Segment Start: Listed records

//! Card naming.
//!
//! Three spellings are supported for every card:
//!
//! - asset names like `king_of_diamonds` (optionally with a `.svg` suffix),
//!   which is also the wire format
//! - Chinese labels like `方块K`
//! - short text like `K♦`, `Kd` or `10h`

use thiserror::Error;

use super::entities::{Card, Suit, Value};

#[derive(Clone, Debug, Eq, Error, PartialEq)]
#[error("Unrecognized card: {0:?}")]
pub struct CardParseError(pub String);

#[must_use]
pub fn value_symbol(value: Value) -> String {
    match value {
        11 => "J".to_string(),
        12 => "Q".to_string(),
        13 => "K".to_string(),
        14 => "A".to_string(),
        v => v.to_string(),
    }
}

fn value_word(value: Value) -> String {
    match value {
        11 => "jack".to_string(),
        12 => "queen".to_string(),
        13 => "king".to_string(),
        14 => "ace".to_string(),
        v => v.to_string(),
    }
}

fn suit_word(suit: Suit) -> &'static str {
    match suit {
        Suit::Club => "clubs",
        Suit::Diamond => "diamonds",
        Suit::Heart => "hearts",
        Suit::Spade => "spades",
    }
}

fn suit_zh(suit: Suit) -> &'static str {
    match suit {
        Suit::Club => "梅花",
        Suit::Diamond => "方块",
        Suit::Heart => "红桃",
        Suit::Spade => "黑桃",
    }
}

/// `queen_of_hearts` style name.
#[must_use]
pub fn asset_name(card: &Card) -> String {
    format!("{}_of_{}", value_word(card.0), suit_word(card.1))
}

/// `红桃Q` style label.
#[must_use]
pub fn zh_label(card: &Card) -> String {
    format!("{}{}", suit_zh(card.1), value_symbol(card.0))
}

fn parse_value(s: &str) -> Option<Value> {
    let value = match s.to_ascii_lowercase().as_str() {
        "a" | "ace" | "1" => 14,
        "k" | "king" => 13,
        "q" | "queen" => 12,
        "j" | "jack" => 11,
        "t" => 10,
        other => other.parse::<Value>().ok()?,
    };
    (2..=14).contains(&value).then_some(value)
}

fn parse_suit(s: &str) -> Option<Suit> {
    let suit = match s.to_lowercase().as_str() {
        "c" | "♣" | "clubs" | "club" | "梅花" => Suit::Club,
        "d" | "♦" | "diamonds" | "diamond" | "方块" => Suit::Diamond,
        "h" | "♥" | "hearts" | "heart" | "红桃" => Suit::Heart,
        "s" | "♠" | "spades" | "spade" | "黑桃" => Suit::Spade,
        _ => return None,
    };
    Some(suit)
}

/// Parse any of the supported spellings.
pub fn parse_card(input: &str) -> Result<Card, CardParseError> {
    let err = || CardParseError(input.to_string());
    let s = input.trim();
    let s = s.strip_suffix(".svg").unwrap_or(s);

    if let Some((value, suit)) = s.split_once("_of_") {
        let value = parse_value(value).ok_or_else(err)?;
        let suit = parse_suit(suit).ok_or_else(err)?;
        return Ok(Card(value, suit));
    }

    // Chinese labels lead with the two-character suit name.
    let head: String = s.chars().take(2).collect();
    if let Some(suit) = parse_suit(&head).filter(|_| !head.is_ascii()) {
        let rest: String = s.chars().skip(2).collect();
        let value = parse_value(&rest).ok_or_else(err)?;
        return Ok(Card(value, suit));
    }

    // Short text: the suit is the final character.
    let mut chars = s.chars();
    let last = chars.next_back().ok_or_else(err)?;
    let suit = parse_suit(&last.to_string()).ok_or_else(err)?;
    let value = parse_value(chars.as_str()).ok_or_else(err)?;
    Ok(Card(value, suit))
}

#[cfg(test)]
mod tests {
    use super::*;
    use crate::game::entities::Deck;

    #[test]
    fn test_asset_names() {
        assert_eq!(asset_name(&Card(13, Suit::Diamond)), "king_of_diamonds");
        assert_eq!(asset_name(&Card(10, Suit::Club)), "10_of_clubs");
        assert_eq!(asset_name(&Card(14, Suit::Spade)), "ace_of_spades");
    }

    #[test]
    fn test_zh_labels() {
        assert_eq!(zh_label(&Card(13, Suit::Diamond)), "方块K");
        assert_eq!(zh_label(&Card(2, Suit::Heart)), "红桃2");
        assert_eq!(zh_label(&Card(14, Suit::Club)), "梅花A");
    }

    #[test]
    fn test_parse_asset_name_with_extension() {
        assert_eq!(
            parse_card("ace_of_spades.svg").unwrap(),
            Card(14, Suit::Spade)
        );
        assert_eq!(parse_card("jack_of_hearts").unwrap(), Card(11, Suit::Heart));
    }

    #[test]
    fn test_parse_short_forms() {
        assert_eq!(parse_card("AS").unwrap(), Card(14, Suit::Spade));
        assert_eq!(parse_card("10h").unwrap(), Card(10, Suit::Heart));
        assert_eq!(parse_card("T♥").unwrap(), Card(10, Suit::Heart));
        assert_eq!(parse_card("K♦").unwrap(), Card(13, Suit::Diamond));
        assert_eq!(parse_card(" 2c ").unwrap(), Card(2, Suit::Club));
    }

    #[test]
    fn test_parse_zh_label() {
        assert_eq!(parse_card("方块K").unwrap(), Card(13, Suit::Diamond));
        assert_eq!(parse_card("黑桃10").unwrap(), Card(10, Suit::Spade));
    }

    #[test]
    fn test_parse_rejects_garbage() {
        assert!(parse_card("").is_err());
        assert!(parse_card("15s").is_err());
        assert!(parse_card("Zs").is_err());
        assert!(parse_card("king_of_cups").is_err());
    }

    #[test]
    fn test_every_spelling_parses_back() {
        for card in Deck::new().cards() {
            assert_eq!(parse_card(&asset_name(card)).unwrap(), *card);
            assert_eq!(parse_card(&zh_label(card)).unwrap(), *card);
            assert_eq!(parse_card(&card.to_string()).unwrap(), *card);
        }
    }
}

Segment End: Listed records

> _Your objective_
The answer should reproduce all of the data without any alteration.

> _Response area_
//! Card naming.
//!
//! Three spellings are supported for every card:
//!
//! - asset names like `king_of_diamonds` (optionally with a `.svg` suffix),
//!   which is also the wire format
//! - Chinese labels like `方块K`
//! - short text like `K♦`, `Kd` or `10h`

use thiserror::Error;

use super::entities::{Card, Suit, Value};

#[derive(Clone, Debug, Eq, Error, PartialEq)]
#[error("Unrecognized card: {0:?}")]
pub struct CardParseError(pub String);

#[must_use]
pub fn value_symbol(value: Value) -> String {
    match value {
        11 => "J".to_string(),
        12 => "Q".to_string(),
        13 => "K".to_string(),
        14 => "A".to_string(),
        v => v.to_string(),
    }
}

fn value_word(value: Value) -> String {
    match value {
        11 => "jack".to_string(),
        12 => "queen".to_string(),
        13 => "king".to_string(),
        14 => "ace".to_string(),
        v => v.to_string(),
    }
}

fn suit_word(suit: Suit) -> &'static str {
    match suit {
        Suit::Club => "clubs",
        Suit::Diamond => "diamonds",
        Suit::Heart => "hearts",
        Suit::Spade => "spades",
    }
}

fn suit_zh(suit: Suit) -> &'static str {
    match suit {
        Suit::Club => "梅花",
        Suit::Diamond => "方块",
        Suit::Heart => "红桃",
        Suit::Spade => "黑桃",
    }
}

/// `queen_of_hearts` style name.
#[must_use]
pub fn asset_name(card: &Card) -> String {
    format!("{}_of_{}", value_word(card.0), suit_word(card.1))
}

/// `红桃Q` style label.
#[must_use]
pub fn zh_label(card: &Card) -> String {
    format!("{}{}", suit_zh(card.1), value_symbol(card.0))
}

fn parse_value(s: &str) -> Option<Value> {
    let value = match s.to_ascii_lowercase().as_str() {
        "a" | "ace" | "1" => 14,
        "k" | "king" => 13,
        "q" | "queen" => 12,
        "j" | "jack" => 11,
        "t" => 10,
        other => other.parse::<Value>().ok()?,
    };
    (2..=14).contains(&value).then_some(value)
}

fn parse_suit(s: &str) -> Option<Suit> {
    let suit = match s.to_lowercase().as_str() {
        "c" | "♣" | "clubs" | "club" | "梅花" => Suit::Club,
        "d" | "♦" | "diamonds" | "diamond" | "方块" => Suit::Diamond,
        "h" | "♥" | "hearts" | "heart" | "红桃" => Suit::Heart,
        "s" | "♠" | "spades" | "spade" | "黑桃" => Suit::Spade,
        _ => return None,
    };
    Some(suit)
}

/// Parse any of the supported spellings.
pub fn parse_card(input: &str) -> Result<Card, CardParseError> {
    let err = || CardParseError(input.to_string());
    let s = input.trim();
    let s = s.strip_suffix(".svg").unwrap_or(s);

    if let Some((value, suit)) = s.split_once("_of_") {
        let value = parse_value(value).ok_or_else(err)?;
        let suit = parse_suit(suit).ok_or_else(err)?;
        return Ok(Card(value, suit));
    }

    // Chinese labels lead with the two-character suit name.
    let head: String = s.chars().take(2).collect();
    if let Some(suit) = parse_suit(&head).filter(|_| !head.is_ascii()) {
        let rest: String = s.chars().skip(2).collect();
        let value = parse_value(&rest).ok_or_else(err)?;
        return Ok(Card(value, suit));
    }

    // Short text: the suit is the final character.
    let mut chars = s.chars();
    let last = chars.next_back().ok_or_else(err)?;
    let suit = parse_suit(&last.to_string()).ok_or_else(err)?;
    let value = parse_value(chars.as_str()).ok_or_else(err)?;
    Ok(Card(value, suit))
}

#[cfg(test)]
mod tests {
    use super::*;
    use crate::game::entities::Deck;

    #[test]
    fn test_asset_names() {
        assert_eq!(asset_name(&Card(13, Suit::Diamond)), "king_of_diamonds");
        assert_eq!(asset_name(&Card(10, Suit::Club)), "10_of_clubs");
        assert_eq!(asset_name(&Card(14, Suit::Spade)), "ace_of_spades");
    }

    #[test]
    fn test_zh_labels() {
        assert_eq!(zh_label(&Card(13, Suit::Diamond)), "方块K");
        assert_eq!(zh_label(&Card(2, Suit::Heart)), "红桃2");
        assert_eq!(zh_label(&Card(14, Suit::Club)), "梅花A");
    }

    #[test]
    fn test_parse_asset_name_with_extension() {
        assert_eq!(
            parse_card("ace_of_spades.svg").unwrap(),
            Card(14, Suit::Spade)
        );
        assert_eq!(parse_card("jack_of_hearts").unwrap(), Card(11, Suit::Heart));
    }

    #[test]
    fn test_parse_short_forms() {
        assert_eq!(parse_card("AS").unwrap(), Card(14, Suit::Spade));
        assert_eq!(parse_card("10h").unwrap(), Card(10, Suit::Heart));
        assert_eq!(parse_card("T♥").unwrap(), Card(10, Suit::Heart));
        assert_eq!(parse_card("K♦").unwrap(), Card(13, Suit::Diamond));
        assert_eq!(parse_card(" 2c ").unwrap(), Card(2, Suit::Club));
    }

    #[test]
    fn test_parse_zh_label() {
        assert_eq!(parse_card("方块K").unwrap(), Card(13, Suit::Diamond));
        assert_eq!(parse_card("黑桃10").unwrap(), Card(10, Suit::Spade));
    }

    #[test]
    fn test_parse_rejects_garbage() {
        assert!(parse_card("").is_err());
        assert!(parse_card("15s").is_err());
        assert!(parse_card("Zs").is_err());
        assert!(parse_card("king_of_cups").is_err());
    }

    #[test]
    fn test_every_spelling_parses_back() {
        for card in Deck::new().cards() {
            assert_eq!(parse_card(&asset_name(card)).unwrap(), *card);
            assert_eq!(parse_card(&zh_label(card)).unwrap(), *card);
            assert_eq!(parse_card(&card.to_string()).unwrap(), *card);
        }
    }
}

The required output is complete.